**ENTRIES SUPPLIED:**
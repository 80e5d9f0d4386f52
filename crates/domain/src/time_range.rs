// Copyright (C) 2026 Fred Clausen
// Use of this source code is governed by an MIT-style
// license that can be found in the LICENSE file or at
// https://opensource.org/licenses/MIT.

//! Time-of-day values and half-open time ranges.
//!
//! All conflict detection in the system reduces to the overlap predicate
//! defined here. Times are wall-clock `HH:MM` values compared as minutes
//! since midnight; ranges are half-open `[start, end)`, so a booking that
//! ends at 10:00 does not conflict with one that starts at 10:00.

use crate::error::DomainError;
use serde::de::Error as _;
use serde::{Deserialize, Deserializer, Serialize, Serializer};

/// Minutes in a calendar day.
const MINUTES_PER_DAY: u16 = 24 * 60;

/// A wall-clock time of day with minute precision.
///
/// Stored as minutes since midnight. Serializes as `"HH:MM"`.
#[derive(Debug, Clone, Copy, PartialEq, Eq, PartialOrd, Ord, Hash)]
pub struct TimeOfDay {
    minutes: u16,
}

impl TimeOfDay {
    /// Creates a `TimeOfDay` from hour and minute components.
    ///
    /// # Errors
    ///
    /// Returns an error if `hour > 23` or `minute > 59`.
    pub fn new(hour: u8, minute: u8) -> Result<Self, DomainError> {
        if hour > 23 || minute > 59 {
            return Err(DomainError::InvalidTime(format!(
                "{hour:02}:{minute:02} is not a valid 24-hour time"
            )));
        }
        Ok(Self {
            minutes: u16::from(hour) * 60 + u16::from(minute),
        })
    }

    /// Creates a `TimeOfDay` directly from minutes since midnight.
    ///
    /// Callers must pass a value below 1440; this is intended for
    /// compile-time constants such as the business-hours bounds.
    #[must_use]
    pub const fn from_minutes(minutes: u16) -> Self {
        Self {
            minutes: minutes % MINUTES_PER_DAY,
        }
    }

    /// Parses a `"HH:MM"` 24-hour time string.
    ///
    /// # Errors
    ///
    /// Returns an error if the string is not a valid `HH:MM` time.
    pub fn parse(value: &str) -> Result<Self, DomainError> {
        let mut parts = value.split(':');
        let (Some(hour_str), Some(minute_str), None) = (parts.next(), parts.next(), parts.next())
        else {
            return Err(DomainError::InvalidTime(format!(
                "'{value}' is not in HH:MM format"
            )));
        };

        let hour: u8 = hour_str.parse().map_err(|_| {
            DomainError::InvalidTime(format!("'{value}' has a non-numeric hour component"))
        })?;
        let minute: u8 = minute_str.parse().map_err(|_| {
            DomainError::InvalidTime(format!("'{value}' has a non-numeric minute component"))
        })?;

        Self::new(hour, minute)
    }

    /// Minutes since midnight.
    #[must_use]
    pub const fn minutes(&self) -> u16 {
        self.minutes
    }

    /// The hour component (0-23).
    #[must_use]
    #[allow(clippy::cast_possible_truncation)]
    pub const fn hour(&self) -> u8 {
        (self.minutes / 60) as u8
    }

    /// The minute component (0-59).
    #[must_use]
    #[allow(clippy::cast_possible_truncation)]
    pub const fn minute(&self) -> u8 {
        (self.minutes % 60) as u8
    }
}

impl std::fmt::Display for TimeOfDay {
    fn fmt(&self, f: &mut std::fmt::Formatter<'_>) -> std::fmt::Result {
        write!(f, "{:02}:{:02}", self.hour(), self.minute())
    }
}

impl Serialize for TimeOfDay {
    fn serialize<S: Serializer>(&self, serializer: S) -> Result<S::Ok, S::Error> {
        serializer.serialize_str(&self.to_string())
    }
}

impl<'de> Deserialize<'de> for TimeOfDay {
    fn deserialize<D: Deserializer<'de>>(deserializer: D) -> Result<Self, D::Error> {
        let value: String = String::deserialize(deserializer)?;
        Self::parse(&value).map_err(D::Error::custom)
    }
}

/// A half-open `[start, end)` range of wall-clock time within one day.
///
/// Serializes as `"HH:MM-HH:MM"`.
#[derive(Debug, Clone, Copy, PartialEq, Eq, Hash)]
pub struct TimeRange {
    start: TimeOfDay,
    end: TimeOfDay,
}

impl TimeRange {
    /// Creates a range, enforcing `start < end`.
    ///
    /// # Errors
    ///
    /// Returns an error if `start >= end`.
    pub fn new(start: TimeOfDay, end: TimeOfDay) -> Result<Self, DomainError> {
        if start >= end {
            return Err(DomainError::InvalidTimeRange { start, end });
        }
        Ok(Self { start, end })
    }

    /// Creates a range without revalidating `start < end`.
    ///
    /// For values whose invariant is already enforced elsewhere (persisted
    /// booking rows, the business-hours constants).
    #[must_use]
    pub const fn from_parts(start: TimeOfDay, end: TimeOfDay) -> Self {
        Self { start, end }
    }

    /// The start of the range (inclusive).
    #[must_use]
    pub const fn start(&self) -> TimeOfDay {
        self.start
    }

    /// The end of the range (exclusive).
    #[must_use]
    pub const fn end(&self) -> TimeOfDay {
        self.end
    }

    /// Range length in minutes.
    #[must_use]
    pub const fn duration_minutes(&self) -> u16 {
        self.end.minutes() - self.start.minutes()
    }

    /// Half-open overlap test: `[s1,e1)` and `[s2,e2)` overlap iff
    /// `s1 < e2 && s2 < e1`.
    ///
    /// This predicate is the single source of truth for booking conflict
    /// detection. Touching boundaries do not overlap.
    #[must_use]
    pub fn overlaps(&self, other: &Self) -> bool {
        self.start < other.end && other.start < self.end
    }
}

impl std::fmt::Display for TimeRange {
    fn fmt(&self, f: &mut std::fmt::Formatter<'_>) -> std::fmt::Result {
        write!(f, "{}-{}", self.start, self.end)
    }
}

impl Serialize for TimeRange {
    fn serialize<S: Serializer>(&self, serializer: S) -> Result<S::Ok, S::Error> {
        serializer.serialize_str(&self.to_string())
    }
}

impl<'de> Deserialize<'de> for TimeRange {
    fn deserialize<D: Deserializer<'de>>(deserializer: D) -> Result<Self, D::Error> {
        let value: String = String::deserialize(deserializer)?;
        let (start_str, end_str) = value.split_once('-').ok_or_else(|| {
            D::Error::custom(format!("'{value}' is not in HH:MM-HH:MM format"))
        })?;
        let start: TimeOfDay = TimeOfDay::parse(start_str).map_err(D::Error::custom)?;
        let end: TimeOfDay = TimeOfDay::parse(end_str).map_err(D::Error::custom)?;
        Self::new(start, end).map_err(D::Error::custom)
    }
}
// Copyright (C) 2026 Fred Clausen
// Use of this source code is governed by an MIT-style
// license that can be found in the LICENSE file or at
// https://opensource.org/licenses/MIT.

//! Tests for the conflict-checked booking insert.

use crate::tests::{create_test_room, create_test_user, draft};
use crate::{BookingWriteOutcome, Persistence};
use roombook_domain::{AvailabilityKind, BookingStatus};

fn created(outcome: BookingWriteOutcome) -> roombook_domain::Booking {
    match outcome {
        BookingWriteOutcome::Created(booking) => booking,
        BookingWriteOutcome::Conflict(status) => {
            panic!("expected creation, got conflict: {}", status.message)
        }
    }
}

#[test]
fn test_insert_into_empty_day_succeeds() {
    let mut persistence = Persistence::new_in_memory().unwrap();
    let user = create_test_user(&mut persistence, "alice");
    let room = create_test_room(&mut persistence, "Boardroom");

    let outcome = persistence
        .create_booking_checked(&draft(
            user.user_id,
            room.room_id,
            "2026-03-10",
            "10:00",
            "12:00",
            false,
        ))
        .unwrap();

    let booking = created(outcome);
    assert_eq!(booking.status, BookingStatus::Active);
    assert_eq!(booking.room_id, room.room_id);
    assert_eq!(booking.start_time.to_string(), "10:00");
    assert_eq!(booking.end_time.to_string(), "12:00");
}

#[test]
fn test_overlapping_insert_is_rejected_without_write() {
    let mut persistence = Persistence::new_in_memory().unwrap();
    let user = create_test_user(&mut persistence, "alice");
    let room = create_test_room(&mut persistence, "Boardroom");

    created(
        persistence
            .create_booking_checked(&draft(
                user.user_id,
                room.room_id,
                "2026-03-10",
                "10:00",
                "12:00",
                false,
            ))
            .unwrap(),
    );

    let outcome = persistence
        .create_booking_checked(&draft(
            user.user_id,
            room.room_id,
            "2026-03-10",
            "11:00",
            "13:00",
            false,
        ))
        .unwrap();

    match outcome {
        BookingWriteOutcome::Conflict(status) => {
            assert_eq!(status.kind, AvailabilityKind::PartiallyBooked);
            assert!(status.message.contains("10:00-12:00"));
        }
        BookingWriteOutcome::Created(_) => panic!("overlapping insert must not succeed"),
    }

    // Exactly one booking exists for the day.
    let day = persistence
        .bookings_for_room_day(room.room_id, crate::tests::test_date("2026-03-10"), None)
        .unwrap();
    assert_eq!(day.len(), 1);
}

#[test]
fn test_adjacent_insert_succeeds() {
    let mut persistence = Persistence::new_in_memory().unwrap();
    let user = create_test_user(&mut persistence, "alice");
    let room = create_test_room(&mut persistence, "Boardroom");

    created(
        persistence
            .create_booking_checked(&draft(
                user.user_id,
                room.room_id,
                "2026-03-10",
                "10:00",
                "12:00",
                false,
            ))
            .unwrap(),
    );

    // Touching boundary: ends where the other starts.
    let outcome = persistence
        .create_booking_checked(&draft(
            user.user_id,
            room.room_id,
            "2026-03-10",
            "12:00",
            "14:00",
            false,
        ))
        .unwrap();
    created(outcome);
}

#[test]
fn test_full_day_blocks_subsequent_inserts() {
    let mut persistence = Persistence::new_in_memory().unwrap();
    let user = create_test_user(&mut persistence, "alice");
    let room = create_test_room(&mut persistence, "Boardroom");

    created(
        persistence
            .create_booking_checked(&draft(
                user.user_id,
                room.room_id,
                "2026-03-10",
                "08:00",
                "18:00",
                true,
            ))
            .unwrap(),
    );

    let outcome = persistence
        .create_booking_checked(&draft(
            user.user_id,
            room.room_id,
            "2026-03-10",
            "10:00",
            "12:00",
            false,
        ))
        .unwrap();
    match outcome {
        BookingWriteOutcome::Conflict(status) => {
            assert_eq!(status.kind, AvailabilityKind::FullyBooked);
        }
        BookingWriteOutcome::Created(_) => panic!("full-day booking must block the date"),
    }
}

#[test]
fn test_full_day_after_partial_is_rejected() {
    let mut persistence = Persistence::new_in_memory().unwrap();
    let user = create_test_user(&mut persistence, "alice");
    let room = create_test_room(&mut persistence, "Boardroom");

    created(
        persistence
            .create_booking_checked(&draft(
                user.user_id,
                room.room_id,
                "2026-03-10",
                "10:00",
                "12:00",
                false,
            ))
            .unwrap(),
    );

    // A full-day booking spans 08:00-18:00 and overlaps the existing one.
    let outcome = persistence
        .create_booking_checked(&draft(
            user.user_id,
            room.room_id,
            "2026-03-10",
            "08:00",
            "18:00",
            true,
        ))
        .unwrap();
    assert!(matches!(outcome, BookingWriteOutcome::Conflict(_)));
}

#[test]
fn test_same_slot_different_room_or_day_succeeds() {
    let mut persistence = Persistence::new_in_memory().unwrap();
    let user = create_test_user(&mut persistence, "alice");
    let room_a = create_test_room(&mut persistence, "Boardroom");
    let room_b = create_test_room(&mut persistence, "Huddle");

    created(
        persistence
            .create_booking_checked(&draft(
                user.user_id,
                room_a.room_id,
                "2026-03-10",
                "10:00",
                "12:00",
                false,
            ))
            .unwrap(),
    );

    // Same slot, different room.
    created(
        persistence
            .create_booking_checked(&draft(
                user.user_id,
                room_b.room_id,
                "2026-03-10",
                "10:00",
                "12:00",
                false,
            ))
            .unwrap(),
    );

    // Same slot and room, different day.
    created(
        persistence
            .create_booking_checked(&draft(
                user.user_id,
                room_a.room_id,
                "2026-03-11",
                "10:00",
                "12:00",
                false,
            ))
            .unwrap(),
    );
}

#[test]
fn test_cancelled_booking_frees_the_slot() {
    let mut persistence = Persistence::new_in_memory().unwrap();
    let user = create_test_user(&mut persistence, "alice");
    let room = create_test_room(&mut persistence, "Boardroom");

    let booking = created(
        persistence
            .create_booking_checked(&draft(
                user.user_id,
                room.room_id,
                "2026-03-10",
                "10:00",
                "12:00",
                false,
            ))
            .unwrap(),
    );

    persistence
        .set_booking_status(booking.booking_id, BookingStatus::Cancelled)
        .unwrap();

    // The same slot can be booked again.
    created(
        persistence
            .create_booking_checked(&draft(
                user.user_id,
                room.room_id,
                "2026-03-10",
                "10:00",
                "12:00",
                false,
            ))
            .unwrap(),
    );
}

#[test]
fn test_set_status_on_missing_booking_fails() {
    let mut persistence = Persistence::new_in_memory().unwrap();
    let result = persistence.set_booking_status(9999, BookingStatus::Cancelled);
    assert!(matches!(
        result,
        Err(crate::PersistenceError::NotFound(_))
    ));
}

#[test]
fn test_concurrent_overlapping_inserts_yield_one_success() {
    // Two connections to the same database file, racing the same slot.
    // The in-transaction re-check plus SQLite's writer serialization must
    // admit exactly one booking.
    let db_path = std::env::temp_dir().join(format!(
        "roombook_race_test_{}.sqlite3",
        std::process::id()
    ));
    let _ = std::fs::remove_file(&db_path);
    let db_url: String = db_path.to_string_lossy().into_owned();

    let (user_id, room_id) = {
        let mut persistence = Persistence::new_with_file(&db_url).unwrap();
        let user = create_test_user(&mut persistence, "alice");
        let room = create_test_room(&mut persistence, "Boardroom");
        (user.user_id, room.room_id)
    };

    let barrier = std::sync::Arc::new(std::sync::Barrier::new(2));
    let mut handles = Vec::new();
    for window in [("10:00", "12:00"), ("11:00", "13:00")] {
        let barrier = std::sync::Arc::clone(&barrier);
        let db_url = db_url.clone();
        handles.push(std::thread::spawn(move || {
            let mut persistence = Persistence::new_with_file(&db_url).unwrap();
            let draft = draft(user_id, room_id, "2026-03-10", window.0, window.1, false);
            barrier.wait();
            persistence.create_booking_checked(&draft).unwrap()
        }));
    }

    let outcomes: Vec<BookingWriteOutcome> = handles
        .into_iter()
        .map(|handle| handle.join().unwrap())
        .collect();

    let created_count: usize = outcomes
        .iter()
        .filter(|outcome| matches!(outcome, BookingWriteOutcome::Created(_)))
        .count();
    let conflict_count: usize = outcomes
        .iter()
        .filter(|outcome| matches!(outcome, BookingWriteOutcome::Conflict(_)))
        .count();
    assert_eq!(created_count, 1);
    assert_eq!(conflict_count, 1);

    let _ = std::fs::remove_file(&db_path);
}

**PROBLEM:** Find the word "that" in the entries, and copy every line it shows up in.

**RESULT:**
// license that can be found in the LICENSE file or at
//! since midnight; ranges are half-open `[start, end)`, so a booking that
//! ends at 10:00 does not conflict with one that starts at 10:00.
// license that can be found in the LICENSE file or at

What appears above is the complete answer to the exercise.